Monolingual Upper Sorbian Data

sorbian_institute_monolingual.hsb.gz Upper Sorbian monolingual data provided by the Sorbian Institute (contains a high quality corpus and some medium quality data which are mixed together).

witaj_monolingual.hsb.gz Upper Sorbian monolingual data provided by the Witaj Sprachzentrum (high quality).

web_monolingual.hsb.gz Upper Sorbian monolingual data scraped from the web by CIS, LMU (thanks to Alina Fastowski). Use with caution, probably noisy, might erroneously contain some data from related languages.

Monolingual German Data

See the news translation task web page for monolingual German data. All monolingual German sets are allowed in both scenarios.

Upper Sorbian side of parallel training corpus.

train.hsb-de.hsb.gz (note that this file is usable for both the Unsupervised and Very Low Resource Supervised scenarios. In the Unsupervised scenario, it is used as a small high quality monolingual corpus)

German side of parallel training corpus.

train.hsb-de.de.gz (note that this file is NOT usable for Unsupervised!)

Dev and Test Sets

devtest.tar.gz (please use dev to tune system parameters, and test to measure progress. These files are allowed in both tracks)

German/Czech Parallel Data

This data is not allowed for Unsupervised. For Very Low Resource MT we allow all German/Czech parallel corpora obtainable from the Opus project.
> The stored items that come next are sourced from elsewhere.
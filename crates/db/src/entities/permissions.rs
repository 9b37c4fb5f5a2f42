//! `SeaORM` Entity for the permissions table.
//!
//! Immutable reference data seeded at bootstrap; names follow the dotted
//! `module.action` convention.

use sea_orm::entity::prelude::*;
use serde::{Deserialize, Serialize};

#[derive(Clone, Debug, PartialEq, DeriveEntityModel, Eq, Serialize, Deserialize)]
#[sea_orm(table_name = "permissions")]
pub struct Model {
    #[sea_orm(primary_key, auto_increment = false)]
    pub id: Uuid,
    #[sea_orm(unique)]
    pub name: String,
    pub module: String,
    pub action: String,
    pub description: Option<String>,
    pub created_at: DateTimeUtc,
}

#[derive(Copy, Clone, Debug, EnumIter, DeriveRelation)]
pub enum Relation {
    #[sea_orm(has_many = "super::role_permissions::Entity")]
    RolePermissions,
}

impl Related<super::roles::Entity> for Entity {
    fn to() -> RelationDef {
        super::role_permissions::Relation::Roles.def()
    }

    fn via() -> Option<RelationDef> {
        Some(super::role_permissions::Relation::Permissions.def().rev())
    }
}

impl ActiveModelBehavior for ActiveModel {}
The de-cs corpora we particularly recommend using are: Europarl v8 and JW300 v1. These two corpora may be somewhat similar to the de-hsb parallel training and test data (but maybe not, take this with a grain of salt).

BLIND TEST SET SUBMISSION

The blindtest source is now available for both directions: blindtest_updated.tar.gz, updated to additionally contain the two sgm files.

Translation output should be submitted as real case, detokenized, and in SGML format.
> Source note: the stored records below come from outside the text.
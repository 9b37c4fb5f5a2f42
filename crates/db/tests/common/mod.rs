//! Shared setup for repository integration tests.
//!
//! Each test gets its own in-memory SQLite database with the full
//! migration chain applied, including the seeded permission catalog and
//! system roles.

use sea_orm::{Database, DatabaseConnection};
use sea_orm_migration::MigratorTrait;
use uuid::Uuid;

use vantra_db::UserRepository;
use vantra_db::entities::users;
use vantra_db::migration::Migrator;

pub async fn setup_db() -> DatabaseConnection {
    let db = Database::connect("sqlite::memory:")
        .await
        .expect("Failed to open in-memory database");
    Migrator::up(&db, None)
        .await
        .expect("Failed to run migrations");
    db
}

/// Creates a user with a unique email and no role.
pub async fn create_user(db: &DatabaseConnection) -> users::Model {
    let repo = UserRepository::new(db.clone());
    repo.create(
        &format!("user-{}@example.com", Uuid::new_v4()),
        "argon2-hash-placeholder",
        "Test",
        "User",
        None,
        None,
    )
    .await
    .expect("Failed to create test user")
}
We will use the Matrix for submission: matrix (thanks Barry Haddow). Please use wrap-xml.perl to create the sgm files.

Deadline is: July 22, 2020 (17:00 UTC)

ORGANIZERS

Questions or comments can be posted for discussion at wmt-tasks@googlegroups.com.

Organizational issues can be directed to Alexander Fraser

ACKNOWLEDGMENTS

This work has received funding from the European Research Council (ERC) under grant agreement No. 640550.